Apple recommends you use a trusted server to communicate with the App Store. Using your own server lets you design your app to recognize and trust only your server, and lets you ensure that your server connects with the App Store server. It is not possible to build a trusted connection between a user’s device and the App Store directly because you don’t control either end of that connection.
Validate In-App Purchases
To validate an in-app purchase, your application performs the following tests, in order:
- Parse and validate the application’s receipt, as described in the previous sections. If the receipt is not valid, none of the in-app purchases are valid.
- Parse the in-app purchase receipts. Each in-app purchase receipt consists of a set of attributes, like the application’s receipt does.
- Examine the product identifier for each in-app purchase receipt and enable the corresponding functionality or content in your app.
If validation of an in-app purchase receipt fails, your application simply does not enable the functionality or content.
To begin, be sure you already have In-App Purchases implement in your app.
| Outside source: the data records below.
//! Theme palettes consumed by the path cache, renderer and labels.

use serde::{Deserialize, Serialize};

use super::color::Color;

/// Selectable visual themes.
#[derive(Debug, Clone, Copy, PartialEq, Eq, Hash, Default, Serialize, Deserialize)]
#[serde(rename_all = "lowercase")]
pub enum ThemeKind {
    #[default]
    Classic,
    Parchment,
    Midnight,
    Contrast,
}

impl ThemeKind {
    pub const ALL: [ThemeKind; 4] = [Self::Classic, Self::Parchment, Self::Midnight, Self::Contrast];

    /// Next theme in [`ThemeKind::ALL`], wrapping.
    pub fn next(self) -> Self {
        let idx = Self::ALL.iter().position(|t| *t == self).unwrap_or(0);
        Self::ALL[(idx + 1) % Self::ALL.len()]
    }

    pub fn palette(self) -> Palette {
        match self {
            Self::Classic => Palette::classic(),
            Self::Parchment => Palette::parchment(),
            Self::Midnight => Palette::midnight(),
            Self::Contrast => Palette::contrast(),
        }
    }
}

impl std::str::FromStr for ThemeKind {
    type Err = String;

    fn from_str(s: &str) -> Result<Self, Self::Err> {
        match s.trim().to_ascii_lowercase().as_str() {
            "classic" => Ok(Self::Classic),
            "parchment" => Ok(Self::Parchment),
            "midnight" => Ok(Self::Midnight),
            "contrast" => Ok(Self::Contrast),
            other => Err(format!("unknown theme '{}'", other)),
        }
    }
}

/// Colors and intensities for one theme.
#[derive(Debug, Clone, PartialEq)]
pub struct Palette {
    pub kind: ThemeKind,
    pub background: Color,
    pub grid: Color,
    /// Fill for unowned entities without a usable base color.
    pub neutral_fill: Color,
    /// How strongly an entity's own base color shows when neutral (0..1).
    pub base_color_intensity: f32,
    /// How strongly a faction color replaces the land tone when owned (0..1).
    pub owned_intensity: f32,
    pub land_tone: Color,
    pub border: Color,
    pub border_hover: Color,
    pub player_border: Color,
    pub border_width: f32,
    pub player_border_width: f32,
    /// Brighten amount at full hover brightness.
    pub hover_boost: f32,
    pub selection_boost: f32,
    pub selection_glow: Color,
    pub selection_line: Color,
    pub war_border: Color,
    pub allied_border: Color,
    pub hostile_border: Color,
    pub flash: Color,
    pub ring: Color,
    pub label: Color,
    pub city_marker: Color,
    pub vignette: Color,
    pub atmosphere: Color,
    pub star: Color,
}

impl Palette {
    pub fn classic() -> Self {
        Self {
            kind: ThemeKind::Classic,
            background: Color::rgb(0.07, 0.11, 0.18),
            grid: Color::rgba(0.55, 0.7, 0.9, 0.08),
            neutral_fill: Color::rgb(0.42, 0.44, 0.42),
            base_color_intensity: 0.55,
            owned_intensity: 0.85,
            land_tone: Color::rgb(0.36, 0.38, 0.34),
            border: Color::rgba(0.1, 0.12, 0.14, 0.85),
            border_hover: Color::rgba(0.85, 0.88, 0.92, 0.95),
            player_border: Color::rgb(1.0, 0.84, 0.2),
            border_width: 1.0,
            player_border_width: 2.5,
            hover_boost: 0.22,
            selection_boost: 0.12,
            selection_glow: Color::rgba(1.0, 0.9, 0.45, 0.45),
            selection_line: Color::rgb(1.0, 0.95, 0.7),
            war_border: Color::rgb(0.95, 0.15, 0.12),
            allied_border: Color::rgba(0.3, 0.75, 1.0, 0.55),
            hostile_border: Color::rgba(1.0, 0.55, 0.1, 0.7),
            flash: Color::WHITE,
            ring: Color::rgb(1.0, 0.95, 0.8),
            label: Color::rgba(0.95, 0.96, 0.98, 0.9),
            city_marker: Color::rgb(0.98, 0.98, 0.92),
            vignette: Color::rgba(0.0, 0.0, 0.0, 0.45),
            atmosphere: Color::rgba(0.35, 0.6, 1.0, 0.35),
            star: Color::rgba(0.9, 0.92, 1.0, 0.85),
        }
    }

    pub fn parchment() -> Self {
        Self {
            kind: ThemeKind::Parchment,
            background: Color::rgb(0.82, 0.76, 0.62),
            grid: Color::rgba(0.35, 0.25, 0.12, 0.12),
            neutral_fill: Color::rgb(0.86, 0.8, 0.66),
            base_color_intensity: 0.35,
            owned_intensity: 0.6,
            land_tone: Color::rgb(0.9, 0.84, 0.7),
            border: Color::rgba(0.3, 0.2, 0.1, 0.8),
            border_hover: Color::rgba(0.15, 0.08, 0.02, 0.95),
            player_border: Color::rgb(0.75, 0.02, 0.02),
            border_width: 1.2,
            player_border_width: 2.5,
            hover_boost: 0.18,
            selection_boost: 0.1,
            selection_glow: Color::rgba(0.6, 0.1, 0.05, 0.35),
            selection_line: Color::rgb(0.4, 0.05, 0.02),
            war_border: Color::rgb(0.7, 0.05, 0.05),
            allied_border: Color::rgba(0.1, 0.3, 0.6, 0.5),
            hostile_border: Color::rgba(0.75, 0.35, 0.05, 0.65),
            flash: Color::rgb(1.0, 0.98, 0.9),
            ring: Color::rgb(0.45, 0.2, 0.05),
            label: Color::rgba(0.2, 0.12, 0.05, 0.9),
            city_marker: Color::rgb(0.25, 0.15, 0.05),
            vignette: Color::rgba(0.3, 0.18, 0.05, 0.5),
            atmosphere: Color::rgba(0.95, 0.85, 0.6, 0.3),
            star: Color::rgba(0.98, 0.94, 0.85, 0.7),
        }
    }

    pub fn midnight() -> Self {
        Self {
            kind: ThemeKind::Midnight,
            background: Color::rgb(0.01, 0.02, 0.05),
            grid: Color::rgba(0.3, 0.5, 1.0, 0.1),
            neutral_fill: Color::rgb(0.12, 0.14, 0.2),
            base_color_intensity: 0.3,
            owned_intensity: 0.7,
            land_tone: Color::rgb(0.1, 0.12, 0.18),
            border: Color::rgba(0.35, 0.5, 0.8, 0.5),
            border_hover: Color::rgba(0.7, 0.85, 1.0, 0.95),
            player_border: Color::rgb(0.3, 1.0, 0.85),
            border_width: 1.0,
            player_border_width: 2.5,
            hover_boost: 0.3,
            selection_boost: 0.15,
            selection_glow: Color::rgba(0.3, 0.9, 1.0, 0.5),
            selection_line: Color::rgb(0.8, 1.0, 1.0),
            war_border: Color::rgb(1.0, 0.2, 0.35),
            allied_border: Color::rgba(0.3, 0.9, 0.6, 0.5),
            hostile_border: Color::rgba(1.0, 0.6, 0.2, 0.65),
            flash: Color::rgb(0.85, 0.95, 1.0),
            ring: Color::rgb(0.6, 0.9, 1.0),
            label: Color::rgba(0.8, 0.9, 1.0, 0.85),
            city_marker: Color::rgb(1.0, 0.9, 0.6),
            vignette: Color::rgba(0.0, 0.0, 0.02, 0.6),
            atmosphere: Color::rgba(0.2, 0.45, 1.0, 0.45),
            star: Color::rgba(0.85, 0.9, 1.0, 0.95),
        }
    }

    pub fn contrast() -> Self {
        Self {
            kind: ThemeKind::Contrast,
            background: Color::BLACK,
            grid: Color::rgba(1.0, 1.0, 1.0, 0.12),
            neutral_fill: Color::rgb(0.3, 0.3, 0.3),
            base_color_intensity: 0.0,
            owned_intensity: 1.0,
            land_tone: Color::rgb(0.3, 0.3, 0.3),
            border: Color::WHITE,
            border_hover: Color::rgb(1.0, 1.0, 0.0),
            player_border: Color::rgb(0.0, 1.0, 1.0),
            border_width: 1.5,
            player_border_width: 3.0,
            hover_boost: 0.35,
            selection_boost: 0.2,
            selection_glow: Color::rgba(1.0, 1.0, 0.0, 0.6),
            selection_line: Color::rgb(1.0, 1.0, 0.0),
            war_border: Color::rgb(1.0, 0.0, 0.0),
            allied_border: Color::rgba(0.0, 0.6, 1.0, 0.7),
            hostile_border: Color::rgba(1.0, 0.5, 0.0, 0.8),
            flash: Color::WHITE,
            ring: Color::WHITE,
            label: Color::WHITE,
            city_marker: Color::WHITE,
            vignette: Color::rgba(0.0, 0.0, 0.0, 0.3),
            atmosphere: Color::rgba(1.0, 1.0, 1.0, 0.25),
            star: Color::WHITE,
        }
    }

    /// Display color for an owned entity: faction color over the land tone.
    pub fn owned_fill(&self, faction_color: Color) -> Color {
        self.land_tone.lerp(faction_color.with_alpha(1.0), self.owned_intensity)
    }

    /// Display color for a neutral entity with an optional base color.
    pub fn neutral_entity_fill(&self, base: Option<Color>) -> Color {
        match base {
            Some(base) => self.neutral_fill.lerp(base.with_alpha(1.0), self.base_color_intensity),
            None => self.neutral_fill,
        }
    }

    /// Steady-state fill: owner's faction color when owned, else the entity's base color.
    pub fn entity_fill(&self, owner_color: Option<Color>, base: Color) -> Color {
        match owner_color {
            Some(color) => self.owned_fill(color),
            None => self.neutral_entity_fill(Some(base)),
        }
    }
}

impl Default for Palette {
    fn default() -> Self {
        Self::classic()
    }
}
You can follow the steps in this article to integrate In-App Purchases: Tutorial: In-App Purchases (IAP) in Swift.
Send Receipt Data to your Server
Use the validateReceipt() method below to retrieve the receipt data, then send this data to your server. Submit the receipt object as the payload of an HTTP POST request, and encode the data using base64 encoding. Make sure you change the request URL to point to the PHP script on your server. Next, if the PHP script communicates correctly with Apple’s server you will need to parse the response with all of the receipt and transaction information.
func validateReceipt() {
var response: NSURLResponse?
var error: NSError?
var receiptUrl = NSBundle.mainBundle().appStoreReceiptURL
var receipt: NSData = NSData(contentsOfURL:receiptUrl!, options: nil, error: nil)!
var receiptdata: NSString = receipt.base64EncodedStringWithOptions(NSDataBase64EncodingOptions(rawValue: 0))
//println(receiptdata)
var request = NSMutableURLRequest(URL: NSURL(string: "http://www.brianjcoleman.com/code/verifyReceipt.php")!)
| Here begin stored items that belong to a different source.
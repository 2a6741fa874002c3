//! Backend-neutral rendering for the map
//!
//! Turns the world snapshot plus camera, hover, selection and transition
//! state into a layered [`DrawList`] each frame. This module is READ-ONLY
//! with respect to the world: it never modifies the snapshot.

pub mod borders;
pub mod draw_list;
pub mod frame;
pub mod labels;
pub mod metrics;
pub mod path_cache;
pub mod tessellate;

pub use borders::relation_overlays;
pub use draw_list::{DrawCommand, DrawItem, DrawLayer, DrawList, PathRef};
pub use frame::{compose_flat_frame, compose_globe_overlay, compose_surface, resolve_fill, FrameContext};
pub use labels::{select_labels, CityMarker, Label, LabelSet, MarkerKind};
pub use metrics::RenderMetrics;
pub use path_cache::{CacheKey, CachedPath, PathCache, TierPaths};
pub use tessellate::{tessellate, ColorVertex, Tessellation, TextItem};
var session = NSURLSession.sharedSession()
request.HTTPMethod = "POST"
var err: NSError?
request.HTTPBody = receiptdata.dataUsingEncoding(NSASCIIStringEncoding)
var task = session.dataTaskWithRequest(request, completionHandler: {data, response, error -> Void in
var err: NSError?
var json = NSJSONSerialization.JSONObjectWithData(data, options: .MutableLeaves, error: &err) as? NSDictionary
if(err != nil)
{
println(err!.localizedDescription)
let jsonStr = NSString(data: data, encoding: NSUTF8StringEncoding)
println("Error could not parse JSON: '\(jsonStr)'")
}
else {
if let parseJSON = json {
println("Receipt \(parseJSON)")
}
else {
let jsonStr = NSString(data: data, encoding: NSUTF8StringEncoding)
println("Receipt Error: \(jsonStr)")
}
}
})
task.resume()
}
In-App Purchase Shared Secret
If your application provides Auto-Renewable Subscriptions you will need to send a password along with the receipt data to Apple during validation. If you’re validating a receipt for an auto-renewing receipt, go to iTunes Connect and get the hexadecimal shared secret for your app.
The secret is typically a 32 digit, alpha-numeric string that looks something like this e4b2dd30b7rt4a7382b5173hg790elk7 (this one is fake).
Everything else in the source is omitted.